*Data records*.
- - - -

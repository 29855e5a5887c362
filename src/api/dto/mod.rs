//! Data Transfer Objects for API requests and responses.
//!
//! The dispatch board and lead pipeline view models in `crate::views` are
//! serialized as they are; the DTOs here cover everything else.

mod auth;
mod dashboard;
mod error;
mod health;
mod inquiries;
mod portal;
pub mod reports;

pub use auth::{LoginRequest, LoginResponse, RefreshRequest, UserSummary};
pub use dashboard::{DashboardStatsResponse, OverviewResponse};
pub use error::{ErrorResponse, StatsErrorResponse};
pub use health::{ComponentHealth, HealthResponse, HealthStatus};
pub use inquiries::{ContactRequest, EmergencyRequest, InquiryResponse};
pub use portal::{PortalResponse, TechDayResponse};
pub use reports::{
    AnalyticsResponse, CustomersPageResponse, InstallsPageResponse, JobRow, JobsPageResponse,
    MembershipsPageResponse, TechniciansPageResponse,
};
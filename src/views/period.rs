//! Reporting periods anchored in the business time zone.

use jiff::civil::Date;
use jiff::tz::TimeZone;
use jiff::{Timestamp, ToSpan, Zoned};

/// Boundaries used by the dashboard, pipeline and report aggregates.
#[derive(Debug, Clone, PartialEq)]
pub struct Periods {
    pub now: Timestamp,
    pub today: Date,
    pub day_start: Timestamp,
    pub day_end: Timestamp,
    /// Monday 00:00 of the current week
    pub week_start: Timestamp,
    pub month_start: Timestamp,
    /// First day of each of the trailing months, oldest first, current month last
    pub trailing_months: Vec<Date>,
    pub trailing_start: Timestamp,
    tz: TimeZone,
}

impl Periods {
    pub const TRAILING_MONTHS: i32 = 6;

    pub fn at(now: &Zoned) -> Result<Self, jiff::Error> {
        let tz = now.time_zone().clone();
        let today = now.date();
        let midnight = |date: Date| -> Result<Timestamp, jiff::Error> {
            Ok(date.to_zoned(tz.clone())?.timestamp())
        };

        let monday = today.checked_sub(i64::from(today.weekday().to_monday_zero_offset()).days())?;
        let first = today.first_of_month();
        let mut trailing_months = Vec::with_capacity(Self::TRAILING_MONTHS as usize);
        for back in (0..Self::TRAILING_MONTHS).rev() {
            trailing_months.push(first.checked_sub(back.months())?);
        }
        let trailing_start = midnight(trailing_months[0])?;

        Ok(Self {
            now: now.timestamp(),
            today,
            day_start: midnight(today)?,
            day_end: midnight(today.tomorrow()?)?,
            week_start: midnight(monday)?,
            month_start: midnight(first)?,
            trailing_months,
            trailing_start,
            tz,
        })
    }

    pub fn now_in(tz: &TimeZone) -> Result<Self, jiff::Error> {
        Self::at(&Timestamp::now().to_zoned(tz.clone()))
    }

    pub fn time_zone(&self) -> &TimeZone {
        &self.tz
    }
}

#[cfg(test)]
mod tests {
    use super::*;
    use jiff::civil::date;

    fn at(s: &str) -> Periods {
        let zoned: Zoned = s.parse().unwrap();
        Periods::at(&zoned).unwrap()
    }

    #[test]
    fn test_week_starts_monday() {
        // 2025-01-15 is a Wednesday
        let periods = at("2025-01-15T14:30:00[UTC]");
        assert_eq!(periods.today, date(2025, 1, 15));
        assert_eq!(periods.week_start, "2025-01-13T00:00:00Z".parse::<Timestamp>().unwrap());
        assert_eq!(periods.day_start, "2025-01-15T00:00:00Z".parse::<Timestamp>().unwrap());
        assert_eq!(periods.day_end, "2025-01-16T00:00:00Z".parse::<Timestamp>().unwrap());
    }

    #[test]
    fn test_monday_is_its_own_week_start() {
        let periods = at("2025-01-13T08:00:00[UTC]");
        assert_eq!(periods.week_start, periods.day_start);
    }

    #[test]
    fn test_trailing_months_cross_year() {
        let periods = at("2025-02-10T09:00:00[UTC]");
        assert_eq!(
            periods.trailing_months,
            vec![
                date(2024, 9, 1),
                date(2024, 10, 1),
                date(2024, 11, 1),
                date(2024, 12, 1),
                date(2025, 1, 1),
                date(2025, 2, 1),
            ]
        );
        assert_eq!(periods.month_start, "2025-02-01T00:00:00Z".parse::<Timestamp>().unwrap());
    }

    #[test]
    fn test_boundaries_follow_time_zone() {
        let periods = at("2025-01-15T23:30:00-06:00[-06:00]");
        assert_eq!(periods.today, date(2025, 1, 15));
        // local midnight is 06:00 UTC
        assert_eq!(periods.day_start, "2025-01-15T06:00:00Z".parse::<Timestamp>().unwrap());
    }
}
impl GridSpec {
    pub fn span_minutes(&self) -> f64 {
        f64::from(self.end_hour.saturating_sub(self.start_hour)) * 60.0
    }

    /// One label per grid row, e.g. "7 AM" through "6 PM" for a 7-19 grid.
    pub fn hour_labels(&self) -> Vec<String> {
        (self.start_hour..self.end_hour).map(hour_label).collect()
    }

    /// Places a block. Missing or non-positive durations use the default
    /// duration; a missing start pins the block to the top with the minimum
    /// height. The result always lies inside the grid and is never shorter
    /// than the minimum block.
    pub fn block(&self, start: Option<Time>, end: Option<Time>) -> BlockGeometry {
        let span = self.span_minutes();
        if span <= 0.0 {
            return BlockGeometry { top: 0.0, height: 0.0 };
        }
        let min_block = f64::from(self.min_block_minutes).min(span);

        let Some(start) = start else {
            return BlockGeometry {
                top: 0.0,
                height: min_block / span * 100.0,
            };
        };

        let start_minutes = minutes_of_day(start);
        let duration = match end.map(minutes_of_day) {
            Some(end_minutes) if end_minutes > start_minutes => end_minutes - start_minutes,
            _ => f64::from(self.default_duration_minutes),
        };

        let offset = start_minutes - f64::from(self.start_hour) * 60.0;
        let mut visible_start = offset.clamp(0.0, span);
        let visible_end = (offset + duration).clamp(0.0, span);
        let height = (visible_end - visible_start).max(min_block);
        if visible_start + height > span {
            visible_start = span - height;
        }

        BlockGeometry {
            top: visible_start / span * 100.0,
            height: height / span * 100.0,
        }
    }
}

fn minutes_of_day(time: Time) -> f64 {
    f64::from(time.hour()) * 60.0 + f64::from(time.minute()) + f64::from(time.second()) / 60.0
}

#[derive(Debug, Clone, PartialEq, Serialize, ToSchema)]
#[serde(rename_all = "camelCase")]
pub struct JobCard {
    pub id: i32,
    pub job_number: String,
    pub title: String,
    pub customer_name: String,
    pub address: String,
    pub job_type: JobType,
    pub job_type_label: &'static str,
    pub type_tone: Tone,
    pub priority: JobPriority,
    pub priority_tone: Tone,
    pub status: JobStatus,
    pub status_label: &'static str,
    pub status_tone: Tone,
    #[serde(skip_serializing_if = "Option::is_none")]
    pub time_window: Option<String>,
    /// Only set for blocks placed on the timeline grid
    #[serde(skip_serializing_if = "Option::is_none")]
    pub geometry: Option<BlockGeometry>,
    pub selected: bool,
}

- - - -

*Task requirements*.
What's wanted is a faithful copy of each entry above.

*Exercise answer*.
repository 29855e5a5887c362
filename src/api/dto/mod.rs
//! Data Transfer Objects for API requests and responses.
//!
//! The dispatch board and lead pipeline view models in `crate::views` are
//! serialized as they are; the DTOs here cover everything else.

mod auth;
mod dashboard;
mod error;
mod health;
mod inquiries;
mod portal;
pub mod reports;

pub use auth::{LoginRequest, LoginResponse, RefreshRequest, UserSummary};
pub use dashboard::{DashboardStatsResponse, OverviewResponse};
pub use error::{ErrorResponse, StatsErrorResponse};
pub use health::{ComponentHealth, HealthResponse, HealthStatus};
pub use inquiries::{ContactRequest, EmergencyRequest, InquiryResponse};
pub use portal::{PortalResponse, TechDayResponse};
pub use reports::{
    AnalyticsResponse, CustomersPageResponse, InstallsPageResponse, JobRow, JobsPageResponse,
    MembershipsPageResponse, TechniciansPageResponse,
};
filename src/views/period.rs
//! Reporting periods anchored in the business time zone.

use jiff::civil::Date;
use jiff::tz::TimeZone;
use jiff::{Timestamp, ToSpan, Zoned};

/// Boundaries used by the dashboard, pipeline and report aggregates.
#[derive(Debug, Clone, PartialEq)]
pub struct Periods {
    pub now: Timestamp,
    pub today: Date,
    pub day_start: Timestamp,
    pub day_end: Timestamp,
    /// Monday 00:00 of the current week
    pub week_start: Timestamp,
    pub month_start: Timestamp,
    /// First day of each of the trailing months, oldest first, current month last
    pub trailing_months: Vec<Date>,
    pub trailing_start: Timestamp,
    tz: TimeZone,
}

impl Periods {
    pub const TRAILING_MONTHS: i32 = 6;

    pub fn at(now: &Zoned) -> Result<Self, jiff::Error> {
        let tz = now.time_zone().clone();
        let today = now.date();
        let midnight = |date: Date| -> Result<Timestamp, jiff::Error> {
            Ok(date.to_zoned(tz.clone())?.timestamp())
        };

        let monday = today.checked_sub(i64::from(today.weekday().to_monday_zero_offset()).days())?;
        let first = today.first_of_month();
        let mut trailing_months = Vec::with_capacity(Self::TRAILING_MONTHS as usize);
        for back in (0..Self::TRAILING_MONTHS).rev() {
            trailing_months.push(first.checked_sub(back.months())?);
        }
        let trailing_start = midnight(trailing_months[0])?;

        Ok(Self {
            now: now.timestamp(),
            today,
            day_start: midnight(today)?,
            day_end: midnight(today.tomorrow()?)?,
            week_start: midnight(monday)?,
            month_start: midnight(first)?,
            trailing_months,
            trailing_start,
            tz,
        })
    }

    pub fn now_in(tz: &TimeZone) -> Result<Self, jiff::Error> {
        Self::at(&Timestamp::now().to_zoned(tz.clone()))
    }

    pub fn time_zone(&self) -> &TimeZone {
        &self.tz
    }
}

#[cfg(test)]
mod tests {
    use super::*;
    use jiff::civil::date;

    fn at(s: &str) -> Periods {
        let zoned: Zoned = s.parse().unwrap();
        Periods::at(&zoned).unwrap()
    }

    #[test]
    fn test_week_starts_monday() {
        // 2025-01-15 is a Wednesday
        let periods = at("2025-01-15T14:30:00[UTC]");
        assert_eq!(periods.today, date(2025, 1, 15));
        assert_eq!(periods.week_start, "2025-01-13T00:00:00Z".parse::<Timestamp>().unwrap());
        assert_eq!(periods.day_start, "2025-01-15T00:00:00Z".parse::<Timestamp>().unwrap());
        assert_eq!(periods.day_end, "2025-01-16T00:00:00Z".parse::<Timestamp>().unwrap());
    }

    #[test]
    fn test_monday_is_its_own_week_start() {
        let periods = at("2025-01-13T08:00:00[UTC]");
        assert_eq!(periods.week_start, periods.day_start);
    }

    #[test]
    fn test_trailing_months_cross_year() {
        let periods = at("2025-02-10T09:00:00[UTC]");
        assert_eq!(
            periods.trailing_months,
            vec![
                date(2024, 9, 1),
                date(2024, 10, 1),
                date(2024, 11, 1),
                date(2024, 12, 1),
                date(2025, 1, 1),
                date(2025, 2, 1),
            ]
        );
        assert_eq!(periods.month_start, "2025-02-01T00:00:00Z".parse::<Timestamp>().unwrap());
    }

    #[test]
    fn test_boundaries_follow_time_zone() {
        let periods = at("2025-01-15T23:30:00-06:00[-06:00]");
        assert_eq!(periods.today, date(2025, 1, 15));
        // local midnight is 06:00 UTC
        assert_eq!(periods.day_start, "2025-01-15T06:00:00Z".parse::<Timestamp>().unwrap());
    }
}
impl GridSpec {
    pub fn span_minutes(&self) -> f64 {
        f64::from(self.end_hour.saturating_sub(self.start_hour)) * 60.0
    }

    /// One label per grid row, e.g. "7 AM" through "6 PM" for a 7-19 grid.
    pub fn hour_labels(&self) -> Vec<String> {
        (self.start_hour..self.end_hour).map(hour_label).collect()
    }

    /// Places a block. Missing or non-positive durations use the default
    /// duration; a missing start pins the block to the top with the minimum
    /// height. The result always lies inside the grid and is never shorter
    /// than the minimum block.
    pub fn block(&self, start: Option<Time>, end: Option<Time>) -> BlockGeometry {
        let span = self.span_minutes();
        if span <= 0.0 {
            return BlockGeometry { top: 0.0, height: 0.0 };
        }
        let min_block = f64::from(self.min_block_minutes).min(span);

        let Some(start) = start else {
            return BlockGeometry {
                top: 0.0,
                height: min_block / span * 100.0,
            };
        };

        let start_minutes = minutes_of_day(start);
        let duration = match end.map(minutes_of_day) {
            Some(end_minutes) if end_minutes > start_minutes => end_minutes - start_minutes,
            _ => f64::from(self.default_duration_minutes),
        };

        let offset = start_minutes - f64::from(self.start_hour) * 60.0;
        let mut visible_start = offset.clamp(0.0, span);
        let visible_end = (offset + duration).clamp(0.0, span);
        let height = (visible_end - visible_start).max(min_block);
        if visible_start + height > span {
            visible_start = span - height;
        }

        BlockGeometry {
            top: visible_start / span * 100.0,
            height: height / span * 100.0,
        }
    }
}

fn minutes_of_day(time: Time) -> f64 {
    f64::from(time.hour()) * 60.0 + f64::from(time.minute()) + f64::from(time.second()) / 60.0
}

#[derive(Debug, Clone, PartialEq, Serialize, ToSchema)]
#[serde(rename_all = "camelCase")]
pub struct JobCard {
    pub id: i32,
    pub job_number: String,
    pub title: String,
    pub customer_name: String,
    pub address: String,
    pub job_type: JobType,
    pub job_type_label: &'static str,
    pub type_tone: Tone,
    pub priority: JobPriority,
    pub priority_tone: Tone,
    pub status: JobStatus,
    pub status_label: &'static str,
    pub status_tone: Tone,
    #[serde(skip_serializing_if = "Option::is_none")]
    pub time_window: Option<String>,
    /// Only set for blocks placed on the timeline grid
    #[serde(skip_serializing_if = "Option::is_none")]
    pub geometry: Option<BlockGeometry>,
    pub selected: bool,
}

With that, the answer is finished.